Products whose function is to drive repair or regeneration of musculoskeletal tissue are classified as orthobiologics, and are typically based upon some combination of biomaterials, signaling molecules and cells. Each of these components may be derived from the patient, a cadaveric or animal tissue source, synthetic materials or advanced biotechnology manufacturing processes. The explosion of publicity around these scientific advances has given rise to a more informed patient population that, in conjunction with their desire to remain active into their later years, seeks solutions to “regenerate” their damaged or aging tissue. As such, this market space is expanding in terms of the number of:
- patients seeking early intervention,
- variety of procedures being performed, and
- new companies and product introductions to address this demand.
The dynamic is exciting and full of promise on one hand, but also filled with uncertainty and critical challenges on the other.
During 2017, a dramatic increase occurred in the number of firms offering cell-based therapies for bone and cartilage repair, with still others promoting the same for soft tissue. The array of options, ranging from bone marrow-, fat-, placenta-, amniotic fluid- and allograft-derived cells is dizzying, and further complicated by the evolving FDA and EMEA regulatory landscape. Fortunately, a clear set of FDA guidance documents were published in 2017, which puts many of these unproven products out of compliance and subject to enforcement sanctions. The clinical and scientific data supporting many of these products lags behind the expectations of surgeons, hospitals and third-party payors, thus creating a conflict between what patients perceive as the cutting-edge cure and what clinicians are able to offer. Adding to this dilemma is the fact that many of these human cellular and tissue products may be legally marketed without substantial investment from developers, who are then reticent or unable to invest deeply in the creation of high-quality clinical data. For this reason, the clear winners in this space over the long haul will be those firms that have the foresight and commitment to invest in the generation of rigorous evidence to satisfy surgeons, hospitals and insurance companies.
New biomaterials for articular cartilage and soft tissue repair are making their way to the U.S. clinic through the traditional, long-term premarket approval pathway, and short-term 510(k) pathway, respectively. Fortunately, several of these initiatives are already commercially available outside of the U.S., which serves to jump-start the collection of clinical data and may accelerate their approval by FDA. As we advance our sophistication regarding the performance of these materials, it must be met with equally innovative modes of implant delivery to protect the surrounding tissue necessary to support an optimal healing environment. The combination of such minimally invasive surgical approaches with well-understood biomaterials and clinical outcomes is on the near-term horizon of providing solutions with elegant simplicity.

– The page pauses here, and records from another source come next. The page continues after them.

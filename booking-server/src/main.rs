use booking_server::{Config, Server, ServerState, init_logger_with_file};

#[tokio::main]
async fn main() -> anyhow::Result<()> {
    dotenv::dotenv().ok();

    let config = Config::from_env();
    config.ensure_work_dir_structure()?;
    init_logger_with_file(
        Some(&config.log_level),
        config.log_dir().to_str(),
    );

    tracing::info!("Booking server starting...");

    let state = ServerState::initialize(&config)
        .await
        .map_err(|e| anyhow::anyhow!("{e}"))?;
    let server = Server::with_state(config, state);

    if let Err(e) = server.run().await {
        tracing::error!("Server error: {}", e);
        return Err(anyhow::anyhow!("{e}"));
    }

    Ok(())
}
//! Booking Core
//!
//! The reservation admission pipeline: a request passes through the
//! timezone normalizer ([`clock`]), the operating calendar ([`calendar`]),
//! the availability engine ([`availability`]) and finally the atomic
//! booking transaction ([`transaction`]).
//!
//! Business outcomes (closed, full, no table) are typed values on
//! [`BookingError`], never panics; only storage failures take the
//! infrastructure path.

pub mod availability;
pub mod calendar;
pub mod clock;
pub mod transaction;

pub use calendar::OperatingWeek;
pub use clock::NormalizedInstant;
pub use transaction::{BookingRequest, create_reservation, list_available, remaining_capacity};

use crate::db::repository::RepoError;
use http::StatusCode;

/// Typed booking outcome
///
/// Input and business-rule rejections are expected, user-facing results;
/// callers present them directly. `Storage` alone is an infrastructure
/// failure.
#[derive(Debug, Clone, PartialEq, Eq, thiserror::Error)]
pub enum BookingError {
    // ========== Input errors ==========
    #[error("Party size must be at least 1")]
    InvalidPartySize,

    #[error("Invalid reservation instant: {0}")]
    InvalidInstant(String),

    #[error("Validation failed: {0}")]
    Validation(String),

    // ========== Business-rule errors ==========
    #[error("Venue is closed at the requested time")]
    VenueClosed,

    #[error("No table is available for the requested slot")]
    NoAvailability,

    #[error("Daily capacity would be exceeded")]
    CapacityExceeded,

    // ========== Authorization ==========
    #[error("Not authorized for this venue")]
    Unauthorized,

    // ========== Infrastructure ==========
    #[error("Storage failure: {0}")]
    Storage(String),
}

impl BookingError {
    /// HTTP status and stable error code for the response envelope
    pub fn http_code(&self) -> (StatusCode, &'static str) {
        match self {
            BookingError::InvalidPartySize => (StatusCode::BAD_REQUEST, "R1004"),
            BookingError::InvalidInstant(_) => (StatusCode::BAD_REQUEST, "R1005"),
            BookingError::Validation(_) => (StatusCode::BAD_REQUEST, "E0002"),
            BookingError::VenueClosed => (StatusCode::UNPROCESSABLE_ENTITY, "R1001"),
            BookingError::NoAvailability => (StatusCode::CONFLICT, "R1002"),
            BookingError::CapacityExceeded => (StatusCode::CONFLICT, "R1003"),
            BookingError::Unauthorized => (StatusCode::UNAUTHORIZED, "E3001"),
            BookingError::Storage(_) => (StatusCode::INTERNAL_SERVER_ERROR, "E9002"),
        }
    }

    /// SQLITE_BUSY-class contention, the only retryable failure
    pub fn is_lock_contention(&self) -> bool {
        match self {
            BookingError::Storage(msg) => {
                let msg = msg.to_lowercase();
                msg.contains("locked") || msg.contains("busy")
            }
            _ => false,
        }
    }
}

impl From<RepoError> for BookingError {
    fn from(e: RepoError) -> Self {
        match e {
            RepoError::Database(msg) => BookingError::Storage(msg),
            RepoError::Validation(msg) => BookingError::Validation(msg),
            RepoError::NotFound(msg) | RepoError::Duplicate(msg) => BookingError::Validation(msg),
        }
    }
}

impl From<sqlx::Error> for BookingError {
    fn from(e: sqlx::Error) -> Self {
        BookingError::Storage(e.to_string())
    }
}
//! Health API Module

use axum::{Json, Router, routing::get};
use serde_json::{Value, json};

use crate::core::ServerState;

pub fn router() -> Router<ServerState> {
    Router::new().route("/api/health", get(health))
}

/// GET /api/health - liveness check
async fn health() -> Json<Value> {
    Json(json!({ "status": "ok" }))
}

This year marks the 15th anniversary of the launch of BMP-2, which is undeniably the most commercially successful orthobiologic product ever sold. And while this product still enjoys a multi-hundred million dollar revenue stream, industry veterans have not forgotten the story of its lengthy and gargantuan investment requirement, meteoric rise and subsequent halving of revenue as a result of adverse events, litigation and claw back on off-label use. Still, competing with such an effective product for on-label indications is extremely challenging, and therefore, the small number of firms that have the appetite to invest in peptides or recombinant proteins are attempting to gain FDA approval in smaller indications with claims of improved safety or cost savings. One such peptide product was approved in 2017, but few others are on the near-term horizon.
In conclusion, the orthobiologic field has made substantial progress over the last 25 years, and now enjoys a respectable revenue stream of $5 billion worldwide. This comprises a small number of multi-hundred-million dollar products (e.g., BMP, allogeneic cellular bone grafts and viscosupplements), and a vast array of smaller products that often lack a clear sponsor-defined algorithm for when and where to use (e.g., PRP vs. cells vs. allograft vs. synthetic granules, blocks or putty for bone repair). Technology is advancing, but requirements for market entry and adoption remain high, and those who wish to succeed would be well-served to: abide by FDA guidance, invest in development of high quality indication-specific evidence, and possess the patience to do both.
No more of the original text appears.